This exercise asks for every line of the material that contains the word "FolderReclaimer".
---*---
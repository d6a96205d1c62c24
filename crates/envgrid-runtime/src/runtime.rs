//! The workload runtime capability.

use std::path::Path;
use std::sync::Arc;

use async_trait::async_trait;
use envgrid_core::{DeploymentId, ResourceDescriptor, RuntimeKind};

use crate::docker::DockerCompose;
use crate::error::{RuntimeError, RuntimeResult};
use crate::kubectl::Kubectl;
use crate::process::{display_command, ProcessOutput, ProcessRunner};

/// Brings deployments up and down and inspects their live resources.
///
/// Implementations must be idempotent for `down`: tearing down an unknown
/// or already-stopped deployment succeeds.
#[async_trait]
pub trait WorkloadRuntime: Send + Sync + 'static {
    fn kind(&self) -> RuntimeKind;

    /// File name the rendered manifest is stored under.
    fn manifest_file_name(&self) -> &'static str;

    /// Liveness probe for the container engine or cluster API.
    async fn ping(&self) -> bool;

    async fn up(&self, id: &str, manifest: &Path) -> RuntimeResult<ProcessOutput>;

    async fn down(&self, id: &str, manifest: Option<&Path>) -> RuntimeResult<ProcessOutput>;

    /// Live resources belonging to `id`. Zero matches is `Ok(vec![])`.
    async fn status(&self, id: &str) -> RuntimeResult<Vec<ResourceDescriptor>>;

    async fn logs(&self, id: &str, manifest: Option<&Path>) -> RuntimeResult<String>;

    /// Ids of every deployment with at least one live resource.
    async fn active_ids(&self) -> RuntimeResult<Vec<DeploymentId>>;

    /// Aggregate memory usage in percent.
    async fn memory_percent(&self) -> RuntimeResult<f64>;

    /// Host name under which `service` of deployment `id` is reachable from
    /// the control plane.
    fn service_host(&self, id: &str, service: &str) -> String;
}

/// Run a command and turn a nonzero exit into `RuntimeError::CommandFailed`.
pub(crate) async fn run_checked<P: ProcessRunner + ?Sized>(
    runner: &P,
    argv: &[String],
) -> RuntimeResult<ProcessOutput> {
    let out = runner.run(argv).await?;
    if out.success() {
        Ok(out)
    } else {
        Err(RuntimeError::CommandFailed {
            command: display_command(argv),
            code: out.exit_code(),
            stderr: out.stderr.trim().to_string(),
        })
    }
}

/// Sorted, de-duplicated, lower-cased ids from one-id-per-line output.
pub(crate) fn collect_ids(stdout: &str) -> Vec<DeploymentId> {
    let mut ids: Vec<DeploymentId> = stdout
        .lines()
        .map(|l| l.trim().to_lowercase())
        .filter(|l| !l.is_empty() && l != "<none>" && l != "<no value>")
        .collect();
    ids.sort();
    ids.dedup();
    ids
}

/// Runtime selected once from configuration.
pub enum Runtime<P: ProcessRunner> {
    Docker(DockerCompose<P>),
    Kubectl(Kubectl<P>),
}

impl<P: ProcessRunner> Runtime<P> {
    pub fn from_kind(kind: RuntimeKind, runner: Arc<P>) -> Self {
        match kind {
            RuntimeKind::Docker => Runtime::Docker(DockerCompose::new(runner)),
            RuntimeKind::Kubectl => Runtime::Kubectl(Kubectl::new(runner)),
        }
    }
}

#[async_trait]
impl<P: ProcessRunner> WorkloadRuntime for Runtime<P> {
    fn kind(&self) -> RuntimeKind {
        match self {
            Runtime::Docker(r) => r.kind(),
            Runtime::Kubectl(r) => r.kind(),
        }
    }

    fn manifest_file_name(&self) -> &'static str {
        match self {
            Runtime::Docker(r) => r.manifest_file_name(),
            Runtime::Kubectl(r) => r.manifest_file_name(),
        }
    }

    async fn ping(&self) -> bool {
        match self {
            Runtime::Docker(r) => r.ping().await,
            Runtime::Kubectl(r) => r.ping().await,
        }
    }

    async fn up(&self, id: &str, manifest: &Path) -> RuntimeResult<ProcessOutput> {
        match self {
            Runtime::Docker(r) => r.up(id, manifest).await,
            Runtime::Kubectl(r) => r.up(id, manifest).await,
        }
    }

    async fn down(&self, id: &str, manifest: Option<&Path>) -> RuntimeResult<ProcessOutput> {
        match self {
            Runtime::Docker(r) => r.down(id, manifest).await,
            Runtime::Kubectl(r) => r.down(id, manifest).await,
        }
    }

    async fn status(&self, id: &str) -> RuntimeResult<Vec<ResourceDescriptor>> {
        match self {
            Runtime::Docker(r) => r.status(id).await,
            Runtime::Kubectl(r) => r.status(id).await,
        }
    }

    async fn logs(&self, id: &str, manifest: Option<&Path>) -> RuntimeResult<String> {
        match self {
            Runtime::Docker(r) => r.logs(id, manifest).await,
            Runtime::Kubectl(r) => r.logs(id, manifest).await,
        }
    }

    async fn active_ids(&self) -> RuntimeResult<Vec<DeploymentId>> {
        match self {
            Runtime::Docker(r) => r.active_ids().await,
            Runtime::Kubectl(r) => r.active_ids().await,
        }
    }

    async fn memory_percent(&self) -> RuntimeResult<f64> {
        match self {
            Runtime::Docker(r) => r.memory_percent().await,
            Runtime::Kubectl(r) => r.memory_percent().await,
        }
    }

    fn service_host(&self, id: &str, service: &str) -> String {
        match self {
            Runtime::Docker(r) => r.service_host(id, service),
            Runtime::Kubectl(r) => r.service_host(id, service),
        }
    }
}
---*---
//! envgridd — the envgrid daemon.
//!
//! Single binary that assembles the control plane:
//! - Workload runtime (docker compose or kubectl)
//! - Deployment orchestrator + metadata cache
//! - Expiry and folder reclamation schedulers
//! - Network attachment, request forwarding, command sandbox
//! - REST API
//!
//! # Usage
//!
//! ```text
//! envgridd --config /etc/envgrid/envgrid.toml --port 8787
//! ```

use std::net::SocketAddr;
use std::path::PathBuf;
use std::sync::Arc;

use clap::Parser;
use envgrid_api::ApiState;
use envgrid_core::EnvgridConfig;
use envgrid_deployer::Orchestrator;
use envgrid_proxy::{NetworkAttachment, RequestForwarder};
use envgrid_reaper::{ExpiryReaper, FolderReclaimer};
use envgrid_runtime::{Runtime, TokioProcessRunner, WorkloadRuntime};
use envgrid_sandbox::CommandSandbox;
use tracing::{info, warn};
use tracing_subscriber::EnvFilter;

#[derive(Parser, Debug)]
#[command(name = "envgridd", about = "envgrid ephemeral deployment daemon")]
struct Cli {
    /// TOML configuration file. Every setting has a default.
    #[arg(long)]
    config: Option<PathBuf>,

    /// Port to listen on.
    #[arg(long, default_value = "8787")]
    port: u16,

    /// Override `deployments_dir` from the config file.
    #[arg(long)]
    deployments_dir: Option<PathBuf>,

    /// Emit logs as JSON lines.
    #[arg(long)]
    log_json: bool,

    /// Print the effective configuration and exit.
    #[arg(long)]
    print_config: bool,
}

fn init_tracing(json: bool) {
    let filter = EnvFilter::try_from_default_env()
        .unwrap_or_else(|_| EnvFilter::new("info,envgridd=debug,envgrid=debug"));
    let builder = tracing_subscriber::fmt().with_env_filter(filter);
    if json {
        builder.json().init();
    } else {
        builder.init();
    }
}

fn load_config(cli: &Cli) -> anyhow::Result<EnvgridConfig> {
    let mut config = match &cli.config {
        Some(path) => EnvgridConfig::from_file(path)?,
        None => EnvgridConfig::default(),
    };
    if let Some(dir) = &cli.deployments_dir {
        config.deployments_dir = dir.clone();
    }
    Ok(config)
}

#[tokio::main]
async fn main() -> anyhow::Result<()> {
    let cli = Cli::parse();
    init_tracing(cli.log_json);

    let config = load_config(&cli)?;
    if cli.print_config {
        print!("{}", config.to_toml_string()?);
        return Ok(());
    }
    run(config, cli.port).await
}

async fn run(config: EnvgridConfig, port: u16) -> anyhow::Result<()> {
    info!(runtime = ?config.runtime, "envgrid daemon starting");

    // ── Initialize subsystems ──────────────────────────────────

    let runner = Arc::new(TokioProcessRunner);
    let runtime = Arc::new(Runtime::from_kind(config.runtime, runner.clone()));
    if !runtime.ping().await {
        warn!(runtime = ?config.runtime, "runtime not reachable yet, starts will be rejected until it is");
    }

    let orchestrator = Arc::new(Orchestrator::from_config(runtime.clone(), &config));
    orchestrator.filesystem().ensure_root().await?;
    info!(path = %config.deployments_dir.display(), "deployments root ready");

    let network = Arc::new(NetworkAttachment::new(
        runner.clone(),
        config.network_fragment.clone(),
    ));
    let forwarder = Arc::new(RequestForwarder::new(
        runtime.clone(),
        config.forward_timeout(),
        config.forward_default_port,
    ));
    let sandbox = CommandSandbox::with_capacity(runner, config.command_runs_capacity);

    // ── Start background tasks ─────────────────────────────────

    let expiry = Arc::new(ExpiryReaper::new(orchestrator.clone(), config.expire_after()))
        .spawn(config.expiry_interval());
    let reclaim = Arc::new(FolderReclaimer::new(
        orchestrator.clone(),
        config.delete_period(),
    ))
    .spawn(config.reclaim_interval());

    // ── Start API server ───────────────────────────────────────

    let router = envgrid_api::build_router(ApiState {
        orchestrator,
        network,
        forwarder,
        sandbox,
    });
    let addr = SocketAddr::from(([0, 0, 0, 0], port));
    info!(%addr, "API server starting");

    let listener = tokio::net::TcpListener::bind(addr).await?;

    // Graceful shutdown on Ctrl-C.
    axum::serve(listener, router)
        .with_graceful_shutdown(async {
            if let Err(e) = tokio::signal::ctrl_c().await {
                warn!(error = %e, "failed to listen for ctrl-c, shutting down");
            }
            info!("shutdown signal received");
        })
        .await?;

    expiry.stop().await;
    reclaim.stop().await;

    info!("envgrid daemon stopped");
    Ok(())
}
---*---
* Output of the exercise
use envgrid_reaper::{ExpiryReaper, FolderReclaimer};
    let reclaim = Arc::new(FolderReclaimer::new(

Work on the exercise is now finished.